Abel Tasman Memorial
Just past the gutted shell of the old cement
works at Tarakohe the road rises to
a hilltop carpark at the Abel Tasman Memorial and it is only a couple
of minutes walk to the tower and view-point. The marble plaque remembers
Abel Tasman, a Captain in the Dutch East India Company, and the
crews of his two small ships, who on the 18th December 1642 were
the first Europeans to enter and anchor in what is now GOLDEN BAY.
The visit ended in tragedy for the mariners. They had seen smoke
from fires on shore and at dusk lights had appeared; remaining at
anchor overnight, the Dutch saw eight well-manned canoes put out
towards their ships early the next morning and one of the small
jolly-boats plying between the ships was attacked. Four Dutch sailors
perished and the disillusioned Tasman raised anchor, never to set
foot in the place he bitterly named Murderers' Bay, or in the whole
unknown length of the country he named Staten Land.

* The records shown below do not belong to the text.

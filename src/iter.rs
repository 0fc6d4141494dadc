use std::{iter::FusedIterator, marker::PhantomData};

use crate::{ledger::Entries, orientation::Orientation};

/// Iterator over the `(key, value)` pairs of a [`BiMap`](crate::BiMap) view, oldest first
#[derive(Debug)]
pub struct Iter<'a, L, R, O> {
    entries: Entries<'a, L, R>,
    orientation: PhantomData<O>,
}

impl<'a, L, R, O> Iter<'a, L, R, O> {
    pub(crate) fn new(entries: Entries<'a, L, R>) -> Self {
        Self {
            entries,
            orientation: PhantomData,
        }
    }
}

impl<L, R, O> Clone for Iter<'_, L, R, O> {
    fn clone(&self) -> Self {
        Self::new(self.entries.clone())
    }
}

impl<'a, L, R, O> Iterator for Iter<'a, L, R, O>
where
    O: Orientation<L, R>,
    O::Key: 'a,
    O::Value: 'a,
{
    type Item = (&'a O::Key, &'a O::Value);

    fn next(&mut self) -> Option<Self::Item> {
        self.entries.next().map(|entry| O::slots(entry))
    }

    fn size_hint(&self) -> (usize, Option<usize>) {
        self.entries.size_hint()
    }
}

impl<'a, L, R, O> DoubleEndedIterator for Iter<'a, L, R, O>
where
    O: Orientation<L, R>,
    O::Key: 'a,
    O::Value: 'a,
{
    fn next_back(&mut self) -> Option<Self::Item> {
        self.entries.next_back().map(|entry| O::slots(entry))
    }
}

impl<'a, L, R, O> ExactSizeIterator for Iter<'a, L, R, O>
where
    O: Orientation<L, R>,
    O::Key: 'a,
    O::Value: 'a,
{
}

impl<'a, L, R, O> FusedIterator for Iter<'a, L, R, O>
where
    O: Orientation<L, R>,
    O::Key: 'a,
    O::Value: 'a,
{
}

/// Iterator over the keys of a [`BiMap`](crate::BiMap) view, oldest first
#[derive(Debug)]
pub struct Keys<'a, L, R, O> {
    inner: Iter<'a, L, R, O>,
}

impl<'a, L, R, O> Keys<'a, L, R, O> {
    pub(crate) fn new(inner: Iter<'a, L, R, O>) -> Self {
        Self { inner }
    }
}

impl<'a, L, R, O> Iterator for Keys<'a, L, R, O>
where
    O: Orientation<L, R>,
    O::Key: 'a,
    O::Value: 'a,
{
    type Item = &'a O::Key;

    fn next(&mut self) -> Option<Self::Item> {
        self.inner.next().map(|(key, _)| key)
    }

    fn size_hint(&self) -> (usize, Option<usize>) {
        self.inner.size_hint()
    }
}

impl<'a, L, R, O> DoubleEndedIterator for Keys<'a, L, R, O>
where
    O: Orientation<L, R>,
    O::Key: 'a,
    O::Value: 'a,
{
    fn next_back(&mut self) -> Option<Self::Item> {
        self.inner.next_back().map(|(key, _)| key)
    }
}

impl<'a, L, R, O> ExactSizeIterator for Keys<'a, L, R, O>
where
    O: Orientation<L, R>,
    O::Key: 'a,
    O::Value: 'a,
{
}

/// Iterator over the values of a [`BiMap`](crate::BiMap) view, oldest first
#[derive(Debug)]
pub struct Values<'a, L, R, O> {
    inner: Iter<'a, L, R, O>,
}

impl<'a, L, R, O> Values<'a, L, R, O> {
    pub(crate) fn new(inner: Iter<'a, L, R, O>) -> Self {
        Self { inner }
    }
}

impl<'a, L, R, O> Iterator for Values<'a, L, R, O>
where
    O: Orientation<L, R>,
    O::Key: 'a,
    O::Value: 'a,
{
    type Item = &'a O::Value;

    fn next(&mut self) -> Option<Self::Item> {
        self.inner.next().map(|(_, value)| value)
    }

    fn size_hint(&self) -> (usize, Option<usize>) {
        self.inner.size_hint()
    }
}

impl<'a, L, R, O> DoubleEndedIterator for Values<'a, L, R, O>
where
    O: Orientation<L, R>,
    O::Key: 'a,
    O::Value: 'a,
{
    fn next_back(&mut self) -> Option<Self::Item> {
        self.inner.next_back().map(|(_, value)| value)
    }
}

impl<'a, L, R, O> ExactSizeIterator for Values<'a, L, R, O>
where
    O: Orientation<L, R>,
    O::Key: 'a,
    O::Value: 'a,
{
}
//! Error types for this library

/// All possible errors returned by `pairmap` maps
#[derive(Debug, thiserror::Error, PartialEq, Eq, Clone, Copy)]
pub enum Error {
    #[error("Value already bound to another key")]
    DuplicateValue,
}

/// Result type for `pairmap`
pub type Result<T> = std::result::Result<T, Error>;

Three hundred years to the day after this event,
Abel Tasman National Park was officially
opened, with the Queen of the Netherlands as Patroness. Strong links
with the Dutch community locally, and with the Dutch Royal Family
persist, with royal visits in 1973 and 1992 and several ambassadorial
visits over the years.
Some doubt remains as to exactly where Tasman
anchored. Some say it was off the Tata
Islands, which can be plainly seen a kilometre or so from the
Lookout. Careful study of Tasman's log puts the spot closer to Whariwharangi
Bay, the northernmost point in the National Park. Wherever the
place, the seemingly unimportant encounter (not left to us in legend
or story by the Maori and having
no apparent influence on Dutch exploration in the southern oceans)
has given GOLDEN BAY a major historical theme as well as the focal
point around which was built one of our most popular national parks.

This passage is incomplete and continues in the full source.